They probably have a style guide, as most media outlets do, that says pronounceable acronyms/initialisms are to be written like a name and the rest as everyone expects.
So you get Ascii, Unix and Nasa alongside IBM and PCMCIA.
Thanks, I hate it
Me too.
People learn from reading that kind of thing. Aside from it being unnecessary and confusing, there's going to be a percentage of people who'll think "Ascii" (or whatever) is a name rather than an abbreviation.
Tihi
That's more a British style I think. I've definitely noticed a shift in software strings. If I had to guess, I'd say that the increase in software developers from India and other South Asian countries means more of that style being inherited.
Possibly, on both counts. I know the Guardian and BBC News style guides use that convention.

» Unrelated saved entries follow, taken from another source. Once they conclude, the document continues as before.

use super::{
    BusAdapter, BusCompletion, BusDiscipline, BusError, BusResponse, BusTarget, PortId,
    TransferProgress,
};
use crate::memory::FULL_BYTE_ENABLE;
use crate::AddressingMode;

/// Combined request held asserted until acknowledged.
#[derive(Debug, Clone, Copy, PartialEq, Eq, Hash)]
pub struct UnifiedChannelRequest {
    /// Convention of `address`.
    pub addressing: AddressingMode,
    /// Target address.
    pub address: u64,
    /// Write data; ignored for reads.
    pub data: u32,
    /// Direction: `true` for writes.
    pub write: bool,
    /// Byte-lane select.
    pub select: u8,
}

/// Target reply to a unified-channel step.
#[derive(Debug, Clone, Copy, PartialEq, Eq, Hash, Default)]
pub struct UnifiedChannelResponse {
    /// Acknowledge; the transfer completes on this step.
    pub ack: bool,
    /// Read data, valid only together with `ack`.
    pub data: u32,
    /// Target status, valid only together with `ack`.
    pub response: BusResponse,
}

#[derive(Debug, Clone, Copy, PartialEq, Eq)]
enum Phase {
    Idle,
    Request(UnifiedChannelRequest),
    Quiescent { remaining: u32 },
}

/// Unified-channel master: one request, one acknowledge.
///
/// After an acknowledged write the adapter idles for `quiescent_cycles` steps
/// before it accepts new work.
#[derive(Debug, Clone)]
pub struct UnifiedChannelAdapter {
    port: PortId,
    addressing: AddressingMode,
    quiescent_cycles: u32,
    phase: Phase,
}

impl UnifiedChannelAdapter {
    /// Creates an idle adapter for `port`.
    #[must_use]
    pub const fn new(port: PortId, addressing: AddressingMode, quiescent_cycles: u32) -> Self {
        Self {
            port,
            addressing,
            quiescent_cycles,
            phase: Phase::Idle,
        }
    }

    fn begin(&mut self, address: u64, data: u32, write: bool) -> Result<(), BusError> {
        if self.phase != Phase::Idle {
            return Err(BusError::Outstanding { port: self.port });
        }
        self.phase = Phase::Request(UnifiedChannelRequest {
            addressing: self.addressing,
            address,
            data,
            write,
            select: FULL_BYTE_ENABLE,
        });
        Ok(())
    }
}

impl BusAdapter for UnifiedChannelAdapter {
    fn port(&self) -> PortId {
        self.port
    }

    fn discipline(&self) -> BusDiscipline {
        BusDiscipline::UnifiedChannel
    }

    fn addressing(&self) -> AddressingMode {
        self.addressing
    }

    fn progress(&self) -> TransferProgress {
        match self.phase {
            Phase::Idle => TransferProgress::Idle,
            Phase::Request(_) => TransferProgress::Requesting,
            Phase::Quiescent { .. } => TransferProgress::Quiescent,
        }
    }

    fn begin_write(&mut self, address: u64, data: u32) -> Result<(), BusError> {
        self.begin(address, data, true)
    }

    fn begin_read(&mut self, address: u64) -> Result<(), BusError> {
        self.begin(address, 0, false)
    }

    fn clock(&mut self, target: &mut dyn BusTarget) -> Option<BusCompletion> {
        match self.phase {
            Phase::Idle => None,
            Phase::Quiescent { remaining } => {
                target.unified_cycle(self.port, None);
                self.phase = match remaining.saturating_sub(1) {
                    0 => Phase::Idle,
                    remaining => Phase::Quiescent { remaining },
                };
                None
            }
            Phase::Request(request) => {
                let reply = target.unified_cycle(self.port, Some(&request));
                if !reply.ack {
                    return None;
                }

                self.phase = if request.write && self.quiescent_cycles > 0 {
                    Phase::Quiescent {
                        remaining: self.quiescent_cycles,
                    }
                } else {
                    Phase::Idle
                };

                Some(if request.write {
                    BusCompletion::Write {
                        response: reply.response,
                    }
                } else {
                    BusCompletion::Read {
                        data: reply.data,
                        response: reply.response,
                    }
                })
            }
        }
    }

    fn reset(&mut self) {
        self.phase = Phase::Idle;
    }
}
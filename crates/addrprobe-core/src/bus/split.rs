use super::{
    BusAdapter, BusCompletion, BusDiscipline, BusError, BusResponse, BusTarget, PortId,
    TransferProgress,
};
use crate::memory::FULL_BYTE_ENABLE;
use crate::AddressingMode;

/// Write-data channel payload.
#[derive(Debug, Clone, Copy, PartialEq, Eq, Hash)]
pub struct WriteBeat {
    /// Data word.
    pub data: u32,
    /// Byte-lane enables.
    pub strobe: u8,
}

/// Read-data channel payload.
#[derive(Debug, Clone, Copy, PartialEq, Eq, Hash)]
pub struct ReadBeat {
    /// Data word.
    pub data: u32,
    /// Target status.
    pub response: BusResponse,
}

/// Master-driven signals for one split-channel step. `Some` means valid.
#[derive(Debug, Clone, Copy, PartialEq, Eq, Hash)]
pub struct SplitChannelRequest {
    /// Convention of the addresses below.
    pub addressing: AddressingMode,
    /// Write-address channel.
    pub write_address: Option<u64>,
    /// Write-data channel.
    pub write_data: Option<WriteBeat>,
    /// Write-response ready.
    pub write_response_ready: bool,
    /// Read-address channel.
    pub read_address: Option<u64>,
    /// Read-data ready.
    pub read_data_ready: bool,
}

impl SplitChannelRequest {
    /// Request with every channel deasserted.
    #[must_use]
    pub const fn idle(addressing: AddressingMode) -> Self {
        Self {
            addressing,
            write_address: None,
            write_data: None,
            write_response_ready: false,
            read_address: None,
            read_data_ready: false,
        }
    }
}

/// Target-driven signals for one split-channel step. `Some` means valid.
#[derive(Debug, Clone, Copy, PartialEq, Eq, Hash, Default)]
pub struct SplitChannelResponse {
    /// Write-address ready.
    pub write_address_ready: bool,
    /// Write-data ready.
    pub write_data_ready: bool,
    /// Write-response channel.
    pub write_response: Option<BusResponse>,
    /// Read-address ready.
    pub read_address_ready: bool,
    /// Read-data channel.
    pub read_data: Option<ReadBeat>,
}

#[derive(Debug, Clone, Copy, PartialEq, Eq)]
enum Phase {
    Idle,
    Write {
        address: u64,
        beat: WriteBeat,
        address_accepted: bool,
        data_accepted: bool,
    },
    WriteResponse,
    ReadAddress {
        address: u64,
    },
    ReadData,
}

/// Split-channel master with independent address and data acceptance.
///
/// A write drives address and data together; whichever channel is accepted
/// first is dropped while the other stays valid. The write completes on the
/// response handshake. A read completes when read data is handed over.
#[derive(Debug, Clone)]
pub struct SplitChannelAdapter {
    port: PortId,
    addressing: AddressingMode,
    phase: Phase,
}

impl SplitChannelAdapter {
    /// Creates an idle adapter for `port`.
    #[must_use]
    pub const fn new(port: PortId, addressing: AddressingMode) -> Self {
        Self {
            port,
            addressing,
            phase: Phase::Idle,
        }
    }

    fn request(&self) -> SplitChannelRequest {
        let mut request = SplitChannelRequest::idle(self.addressing);
        match self.phase {
            Phase::Idle => {}
            Phase::Write {
                address,
                beat,
                address_accepted,
                data_accepted,
            } => {
                request.write_address = (!address_accepted).then_some(address);
                request.write_data = (!data_accepted).then_some(beat);
            }
            Phase::WriteResponse => request.write_response_ready = true,
            Phase::ReadAddress { address } => request.read_address = Some(address),
            Phase::ReadData => request.read_data_ready = true,
        }
        request
    }

    const fn ensure_idle(&self) -> Result<(), BusError> {
        match self.phase {
            Phase::Idle => Ok(()),
            _ => Err(BusError::Outstanding { port: self.port }),
        }
    }
}

impl BusAdapter for SplitChannelAdapter {
    fn port(&self) -> PortId {
        self.port
    }

    fn discipline(&self) -> BusDiscipline {
        BusDiscipline::SplitChannel
    }

    fn addressing(&self) -> AddressingMode {
        self.addressing
    }

    fn progress(&self) -> TransferProgress {
        match self.phase {
            Phase::Idle => TransferProgress::Idle,
            Phase::Write {
                address_accepted,
                data_accepted,
                ..
            } => {
                if address_accepted || data_accepted {
                    TransferProgress::PartiallyAccepted
                } else {
                    TransferProgress::Requesting
                }
            }
            Phase::ReadAddress { .. } => TransferProgress::Requesting,
            Phase::WriteResponse | Phase::ReadData => TransferProgress::AwaitingResponse,
        }
    }

    fn begin_write(&mut self, address: u64, data: u32) -> Result<(), BusError> {
        self.ensure_idle()?;
        self.phase = Phase::Write {
            address,
            beat: WriteBeat {
                data,
                strobe: FULL_BYTE_ENABLE,
            },
            address_accepted: false,
            data_accepted: false,
        };
        Ok(())
    }

    fn begin_read(&mut self, address: u64) -> Result<(), BusError> {
        self.ensure_idle()?;
        self.phase = Phase::ReadAddress { address };
        Ok(())
    }

    fn clock(&mut self, target: &mut dyn BusTarget) -> Option<BusCompletion> {
        if self.phase == Phase::Idle {
            return None;
        }

        let response = target.split_cycle(self.port, &self.request());
        match self.phase {
            Phase::Idle => None,
            Phase::Write {
                address,
                beat,
                address_accepted,
                data_accepted,
            } => {
                let address_accepted = address_accepted || response.write_address_ready;
                let data_accepted = data_accepted || response.write_data_ready;
                self.phase = if address_accepted && data_accepted {
                    Phase::WriteResponse
                } else {
                    Phase::Write {
                        address,
                        beat,
                        address_accepted,
                        data_accepted,
                    }
                };
                None
            }
            Phase::WriteResponse => {
                let response = response.write_response?;
                self.phase = Phase::Idle;
                Some(BusCompletion::Write { response })
            }
            Phase::ReadAddress { .. } => {
                if response.read_address_ready {
                    self.phase = Phase::ReadData;
                }
                None
            }
            Phase::ReadData => {
                let beat = response.read_data?;
                self.phase = Phase::Idle;
                Some(BusCompletion::Read {
                    data: beat.data,
                    response: beat.response,
                })
            }
        }
    }

    fn reset(&mut self) {
        self.phase = Phase::Idle;
    }
}
//! Deterministic configuration checks for session geometry.

use crate::ConfigError;

/// Canonical byte width of one data word on every bus port.
pub const WORD_ACCESS_BYTES: u64 = 4;

/// Widest supported address bus in bits.
pub const MAX_ADDRESS_WIDTH: u32 = 64;

/// Returns the mask selecting the low `width` address bits.
///
/// Widths of 64 bits or more select the full address.
#[must_use]
pub const fn address_mask(width: u32) -> u64 {
    if width >= MAX_ADDRESS_WIDTH {
        u64::MAX
    } else {
        (1_u64 << width) - 1
    }
}

/// Validates that a session length is a non-zero whole number of words.
///
/// # Errors
///
/// Returns [`ConfigError::UnalignedLength`] when `length` is not a multiple of
/// 4 bytes, or [`ConfigError::EmptySession`] when it is zero.
pub const fn validate_session_length(length: u64) -> Result<(), ConfigError> {
    if length % WORD_ACCESS_BYTES != 0 {
        Err(ConfigError::UnalignedLength { length })
    } else if length == 0 {
        Err(ConfigError::EmptySession)
    } else {
        Ok(())
    }
}

/// Validates an address width in bits.
///
/// # Errors
///
/// Returns [`ConfigError::InvalidAddressWidth`] outside `1..=64`.
pub const fn validate_address_width(width: u32) -> Result<(), ConfigError> {
    if width == 0 || width > MAX_ADDRESS_WIDTH {
        Err(ConfigError::InvalidAddressWidth { width })
    } else {
        Ok(())
    }
}

/// Validates that every byte of `base..base + length` is addressable with
/// `width` address bits.
///
/// # Errors
///
/// Returns [`ConfigError::BaseAddressOutOfRange`] when `base` itself does not
/// fit, or [`ConfigError::SessionOverrunsAddressSpace`] when the last byte does
/// not.
pub const fn validate_session_span(base: u64, length: u64, width: u32) -> Result<(), ConfigError> {
    let mask = address_mask(width);
    if base & !mask != 0 {
        return Err(ConfigError::BaseAddressOutOfRange { base, width });
    }

    match base.checked_add(length.saturating_sub(1)) {
        Some(last) if last & !mask == 0 => Ok(()),
        _ => Err(ConfigError::SessionOverrunsAddressSpace {
            base,
            length,
            width,
        }),
    }
}

#[cfg(test)]
mod tests {
    use super::{
        address_mask, validate_address_width, validate_session_length, validate_session_span,
    };
    use crate::ConfigError;

    #[test]
    fn session_length_must_be_whole_non_zero_words() {
        assert_eq!(validate_session_length(0x100), Ok(()));
        assert_eq!(validate_session_length(4), Ok(()));
        assert_eq!(validate_session_length(0), Err(ConfigError::EmptySession));
        for length in [1, 2, 3, 0x101, 0x102, 0x103] {
            assert_eq!(
                validate_session_length(length),
                Err(ConfigError::UnalignedLength { length })
            );
        }
    }

    #[test]
    fn address_width_accepts_one_through_sixty_four() {
        assert_eq!(validate_address_width(1), Ok(()));
        assert_eq!(validate_address_width(32), Ok(()));
        assert_eq!(validate_address_width(64), Ok(()));
        assert_eq!(
            validate_address_width(0),
            Err(ConfigError::InvalidAddressWidth { width: 0 })
        );
        assert_eq!(
            validate_address_width(65),
            Err(ConfigError::InvalidAddressWidth { width: 65 })
        );
    }

    #[test]
    fn address_mask_covers_requested_bits() {
        assert_eq!(address_mask(32), 0xFFFF_FFFF);
        assert_eq!(address_mask(35), 0x7_FFFF_FFFF);
        assert_eq!(address_mask(64), u64::MAX);
    }

    #[test]
    fn high_region_needs_more_than_thirty_two_bits() {
        assert_eq!(validate_session_span(0x4_0000_0000, 0x100, 64), Ok(()));
        assert_eq!(validate_session_span(0x4_0000_0000, 0x100, 35), Ok(()));
        assert_eq!(
            validate_session_span(0x4_0000_0000, 0x100, 32),
            Err(ConfigError::BaseAddressOutOfRange {
                base: 0x4_0000_0000,
                width: 32
            })
        );
    }

    #[test]
    fn span_crossing_the_width_boundary_is_rejected() {
        assert_eq!(
            validate_session_span(0xFFFF_FF00, 0x200, 32),
            Err(ConfigError::SessionOverrunsAddressSpace {
                base: 0xFFFF_FF00,
                length: 0x200,
                width: 32
            })
        );
        assert_eq!(
            validate_session_span(u64::MAX - 3, 8, 64),
            Err(ConfigError::SessionOverrunsAddressSpace {
                base: u64::MAX - 3,
                length: 8,
                width: 64
            })
        );
        assert_eq!(validate_session_span(u64::MAX - 3, 4, 64), Ok(()));
    }
}
//! Bus-facing traffic stages chained by the [`crate::Orchestrator`].

/// Read-back and compare stage.
pub mod checker;
/// Pattern-writing stage.
pub mod writer;

use std::fmt;

pub use checker::{CheckerState, TrafficChecker};
pub use writer::{TrafficWriter, WriterState};

use crate::{BusTarget, StageId, TraceSink};

/// One stage of the fixed pipeline.
///
/// `step` evaluates the stage's transition function for one clock. `start` is
/// the registered start signal; the return value is the stage's `end` pulse.
pub trait PipelineStage: fmt::Debug {
    /// Pipeline position of this stage.
    fn id(&self) -> StageId;

    /// Returns `true` while the stage waits for `start`.
    fn is_idle(&self) -> bool;

    /// Advances one step and returns `true` on the step the session ends.
    fn step(&mut self, start: bool, target: &mut dyn BusTarget, sink: &mut dyn TraceSink) -> bool;

    /// External reset: back to idle with a fresh cursor and no outstanding transfer.
    fn reset(&mut self);
}
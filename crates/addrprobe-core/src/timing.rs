/// Default number of steps between the first latched mismatch and termination.
pub const DEFAULT_WATCHDOG_WINDOW: u64 = 128;

/// Default idle steps a unified-channel writer inserts after each acknowledge.
pub const DEFAULT_QUIESCENT_CYCLES: u32 = 10;

/// Default bound on steps for [`crate::Testbench::run`] callers that need one.
pub const DEFAULT_STEP_LIMIT: u64 = 1_000_000;

/// Wait states the simulated interconnect inserts on each handshake.
///
/// Each field counts steps a master must hold its request before the target
/// responds. `response_wait` is counted from acceptance; the response is never
/// presented on the acceptance step itself.
#[derive(Debug, Clone, Copy, PartialEq, Eq, Hash)]
#[cfg_attr(feature = "serde", derive(serde::Deserialize, serde::Serialize))]
#[cfg_attr(feature = "serde", serde(default))]
pub struct HandshakeTiming {
    /// Steps before write/read address ready (split channel).
    pub address_wait: u32,
    /// Steps before write data ready (split channel).
    pub data_wait: u32,
    /// Extra steps before a write response or read data is presented (split channel).
    pub response_wait: u32,
    /// Steps before acknowledge (unified channel).
    pub ack_wait: u32,
}

impl HandshakeTiming {
    /// Zero wait states everywhere.
    pub const IMMEDIATE: Self = Self {
        address_wait: 0,
        data_wait: 0,
        response_wait: 0,
        ack_wait: 0,
    };

    /// Registered target: split channels accept at once, unified acknowledges a step late.
    pub const REGISTERED: Self = Self {
        address_wait: 0,
        data_wait: 0,
        response_wait: 0,
        ack_wait: 1,
    };
}

impl Default for HandshakeTiming {
    fn default() -> Self {
        Self::REGISTERED
    }
}

/// Named timing presets accepted on the command line.
pub const TIMING_PROFILES: &[(&str, HandshakeTiming)] = &[
    ("immediate", HandshakeTiming::IMMEDIATE),
    ("registered", HandshakeTiming::REGISTERED),
    (
        "address-first",
        HandshakeTiming {
            address_wait: 0,
            data_wait: 3,
            response_wait: 0,
            ack_wait: 1,
        },
    ),
    (
        "data-first",
        HandshakeTiming {
            address_wait: 3,
            data_wait: 0,
            response_wait: 0,
            ack_wait: 1,
        },
    ),
    (
        "slow-response",
        HandshakeTiming {
            address_wait: 1,
            data_wait: 1,
            response_wait: 4,
            ack_wait: 3,
        },
    ),
];

/// Looks up a timing preset by name.
#[must_use]
pub fn timing_profile(name: &str) -> Option<HandshakeTiming> {
    TIMING_PROFILES
        .iter()
        .find_map(|(entry_name, timing)| (*entry_name == name).then_some(*timing))
}

#[cfg(test)]
mod tests {
    use std::collections::HashSet;

    use super::{timing_profile, HandshakeTiming, TIMING_PROFILES};

    #[test]
    fn table_contains_unique_names() {
        let names: HashSet<_> = TIMING_PROFILES.iter().map(|(name, _)| *name).collect();
        assert_eq!(names.len(), TIMING_PROFILES.len());
    }

    #[test]
    fn default_timing_is_the_registered_profile() {
        assert_eq!(timing_profile("registered"), Some(HandshakeTiming::default()));
        assert_eq!(timing_profile("immediate"), Some(HandshakeTiming::IMMEDIATE));
        assert_eq!(timing_profile("turbo"), None);
    }

    #[test]
    fn skewed_profiles_delay_one_split_channel() {
        let address_first = timing_profile("address-first").expect("known profile");
        assert!(address_first.data_wait > address_first.address_wait);

        let data_first = timing_profile("data-first").expect("known profile");
        assert!(data_first.address_wait > data_first.data_wait);
    }

    #[test]
    fn every_table_entry_resolves_via_lookup() {
        for (name, timing) in TIMING_PROFILES {
            assert_eq!(timing_profile(name), Some(*timing));
        }
    }
}
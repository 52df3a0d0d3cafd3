//! Console output: live trace lines and the final run report.

use addrprobe_core::{DiagnosticRecord, LogSink, RunReport, Termination, TraceEvent, TraceSink};

use crate::errors::{CliError, EXIT_DATA_ERROR, EXIT_PASS};

/// Destination of one console line.
#[derive(Debug, Clone, PartialEq, Eq)]
pub enum ConsoleLine {
    /// Standard output.
    Out(String),
    /// Standard error.
    Err(String),
}

/// Console rendering of a trace event, if it has one.
///
/// Data-error diagnostics go to stderr. Read samples (only emitted for
/// verbose runs) go to stdout.
#[must_use]
pub fn console_line(event: &TraceEvent) -> Option<ConsoleLine> {
    match *event {
        TraceEvent::DataError(record) => Some(ConsoleLine::Err(record.to_string())),
        TraceEvent::ReadSample {
            address,
            expected,
            observed,
            ..
        } => Some(ConsoleLine::Out(format!(
            "addr {address:08x} dat_r {expected:08x} -> {observed:08x}"
        ))),
        _ => None,
    }
}

/// Sink printing [`console_line`] output and forwarding every event to the log.
#[derive(Debug, Clone, Copy, Default)]
pub struct ConsoleSink {
    quiet_stdout: bool,
}

impl ConsoleSink {
    /// Creates a sink; with `quiet_stdout` every line goes to stderr so stdout
    /// stays machine-readable.
    #[must_use]
    pub const fn new(quiet_stdout: bool) -> Self {
        Self { quiet_stdout }
    }
}

impl TraceSink for ConsoleSink {
    fn on_event(&mut self, event: TraceEvent) {
        match console_line(&event) {
            Some(ConsoleLine::Out(line)) if !self.quiet_stdout => println!("{line}"),
            Some(ConsoleLine::Out(line) | ConsoleLine::Err(line)) => eprintln!("{line}"),
            None => {}
        }
        LogSink.on_event(event);
    }
}

/// Process exit code for a terminated run.
#[must_use]
pub const fn exit_code(report: &RunReport) -> i32 {
    match report.termination {
        Termination::Completed => EXIT_PASS,
        Termination::WatchdogTimeout { .. } => EXIT_DATA_ERROR,
    }
}

/// Human-readable report.
#[must_use]
pub fn render_text(report: &RunReport, address_width: u32) -> String {
    let verdict = match report.termination {
        Termination::Completed => "PASS",
        Termination::WatchdogTimeout { .. } => "FAIL (watchdog timeout)",
    };
    let counters = report.counters;
    let mut lines = vec![format!(
        "{verdict} after {} cycles: {} writes, {} reads, {} mismatches",
        report.cycles, counters.writes, counters.reads, counters.mismatches
    )];
    lines.extend(report.faults.iter().map(|latched| {
        let record = DiagnosticRecord::new(latched.stage, latched.fault, address_width);
        format!("  {record}")
    }));
    lines.join("\n")
}

/// JSON report.
///
/// # Errors
///
/// Returns [`CliError::Render`] if serialization fails.
pub fn render_json(report: &RunReport) -> Result<String, CliError> {
    serde_json::to_string_pretty(report).map_err(CliError::Render)
}
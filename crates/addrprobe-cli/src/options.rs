//! Command-line options shared by `run` and `config`, and the effective
//! configuration they produce.

use std::path::PathBuf;

use addrprobe_core::{
    timing_profile, AddressingMode, BusDiscipline, EngineConfig, HandshakeTiming,
    DEFAULT_STEP_LIMIT, TIMING_PROFILES,
};

use crate::config_file;
use crate::errors::CliError;

/// A word to overwrite between the write and check phases.
#[derive(Debug, Clone, Copy, PartialEq, Eq)]
pub struct Corruption {
    /// Byte address of the word.
    pub address: u64,
    /// Value written in place of the pattern.
    pub value: u32,
}

/// Options accepted by both commands.
#[derive(Debug, Clone, PartialEq, Eq)]
pub struct RunOptions {
    /// JSON configuration file used as the base configuration.
    pub config: Option<PathBuf>,
    /// Bus discipline override.
    pub bus: Option<BusDiscipline>,
    /// Addressing override.
    pub addressing: Option<AddressingMode>,
    /// Interconnect timing override.
    pub timing: Option<HandshakeTiming>,
    /// Interconnect decoded-address-bit override.
    pub address_bits: Option<u32>,
    /// Watchdog window override.
    pub watchdog: Option<u64>,
    /// Writer quiescence override.
    pub quiescent: Option<u32>,
    /// Words corrupted before the checkers run.
    pub corruptions: Vec<Corruption>,
    /// Steps allowed before the run is abandoned.
    pub step_limit: u64,
    /// Print every read sample.
    pub verbose: bool,
    /// Print the report as JSON.
    pub json: bool,
}

impl Default for RunOptions {
    fn default() -> Self {
        Self {
            config: None,
            bus: None,
            addressing: None,
            timing: None,
            address_bits: None,
            watchdog: None,
            quiescent: None,
            corruptions: Vec::new(),
            step_limit: DEFAULT_STEP_LIMIT,
            verbose: false,
            json: false,
        }
    }
}

impl RunOptions {
    /// Applies one option and its value.
    ///
    /// Returns `Ok(false)` when `flag` is not a known option.
    ///
    /// # Errors
    ///
    /// Returns [`CliError::Usage`] for a missing or malformed value.
    pub fn apply(
        &mut self,
        flag: &str,
        value: &mut impl Iterator<Item = String>,
    ) -> Result<bool, CliError> {
        let mut next = || {
            value
                .next()
                .ok_or_else(|| CliError::Usage(format!("missing value for {flag}")))
        };

        match flag {
            "--verbose" | "-v" => self.verbose = true,
            "--json" => self.json = true,
            "--config" | "-c" => self.config = Some(PathBuf::from(next()?)),
            "--bus" => {
                let name = next()?;
                self.bus = Some(BusDiscipline::from_name(&name).ok_or_else(|| {
                    CliError::Usage(format!("unknown bus: {name} (expected split or unified)"))
                })?);
            }
            "--addressing" => {
                let name = next()?;
                self.addressing = Some(AddressingMode::from_name(&name).ok_or_else(|| {
                    CliError::Usage(format!("unknown addressing: {name} (expected byte or word)"))
                })?);
            }
            "--timing" => {
                let name = next()?;
                self.timing = Some(timing_profile(&name).ok_or_else(|| {
                    let known: Vec<&str> =
                        TIMING_PROFILES.iter().map(|(known, _)| *known).collect();
                    CliError::Usage(format!(
                        "unknown timing profile: {name} (expected one of {})",
                        known.join(", ")
                    ))
                })?);
            }
            "--address-bits" => self.address_bits = Some(parse_narrow(flag, &next()?)?),
            "--watchdog" => self.watchdog = Some(parse_number(flag, &next()?)?),
            "--quiescent" => self.quiescent = Some(parse_narrow(flag, &next()?)?),
            "--step-limit" => self.step_limit = parse_number(flag, &next()?)?,
            "--corrupt" => self.corruptions.push(parse_corruption(&next()?)?),
            _ => return Ok(false),
        }
        Ok(true)
    }

    /// Builds and validates the configuration these options describe.
    ///
    /// The base is the configuration file when given, otherwise the default
    /// configuration for the selected bus. Command-line overrides win.
    ///
    /// # Errors
    ///
    /// Returns [`CliError`] when the file cannot be loaded or the resulting
    /// configuration is invalid.
    pub fn effective_config(&self) -> Result<EngineConfig, CliError> {
        let mut config = match &self.config {
            Some(path) => config_file::load(path)?,
            None => self
                .bus
                .map_or_else(EngineConfig::default, EngineConfig::for_discipline),
        };

        if let Some(bus) = self.bus {
            config.discipline = bus;
        }
        if let Some(mode) = self.addressing {
            config.addressing = Some(mode);
        }
        if let Some(timing) = self.timing {
            config.timing = timing;
        }
        if let Some(bits) = self.address_bits {
            config.interconnect_address_bits = bits;
        }
        if let Some(window) = self.watchdog {
            config.watchdog_window = window;
        }
        if let Some(cycles) = self.quiescent {
            config.quiescent_cycles = cycles;
        }
        config.verbose |= self.verbose;

        config.validate()?;
        Ok(config)
    }
}

/// Parses a decimal or `0x`-prefixed hexadecimal number; `_` separators are allowed.
///
/// # Errors
///
/// Returns [`CliError::Usage`] naming `flag` when `text` is not a number.
pub fn parse_number(flag: &str, text: &str) -> Result<u64, CliError> {
    let digits: String = text.chars().filter(|c| *c != '_').collect();
    let parsed = match digits
        .strip_prefix("0x")
        .or_else(|| digits.strip_prefix("0X"))
    {
        Some(hex) => u64::from_str_radix(hex, 16),
        None => digits.parse(),
    };
    parsed.map_err(|_| CliError::Usage(format!("invalid number for {flag}: {text}")))
}

fn parse_narrow<T: TryFrom<u64>>(flag: &str, text: &str) -> Result<T, CliError> {
    T::try_from(parse_number(flag, text)?)
        .map_err(|_| CliError::Usage(format!("value out of range for {flag}: {text}")))
}

/// Parses `<address>=<value>`.
///
/// # Errors
///
/// Returns [`CliError::Usage`] when either side is missing or malformed.
pub fn parse_corruption(text: &str) -> Result<Corruption, CliError> {
    let (address, value) = text
        .split_once('=')
        .ok_or_else(|| CliError::Usage(format!("expected <addr>=<value> for --corrupt: {text}")))?;
    Ok(Corruption {
        address: parse_number("--corrupt", address)?,
        value: parse_narrow("--corrupt", value)?,
    })
}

Yet there's this regarding the AP Style Guide:
https://grammarmill.com/ap-style-rule-for-acronyms/
It mentions odd rules like "if an acronym is longer than 5 characters" and such.
Either way, my money's on an internal style guide that Microsoft (in OP's example) requires its staff to use.
America great, the other things not ;)
What does that have to do with it?
If this is supposed to be a “gottem” moment because it appears I’m hating on the British style, please know I didn’t know that until others chimed in (hence my question). And actually, I prefer the British way of writing some acronyms without the dots to the American style, but writing ASCII like it’s a word (Ascii) looks really bad.
It's joking about A, which in ASCII stands for America, being the only letter capitalized.
Ah, gotcha. I knew what it stood for but I’m also an idiot.
ASCII is short for American Standard Code for Information Interchange. And as another commenter already pointed out, only the A for America is capitalized. It was just a joke playing on the way it's written (and the fact that there's the MAGA movement)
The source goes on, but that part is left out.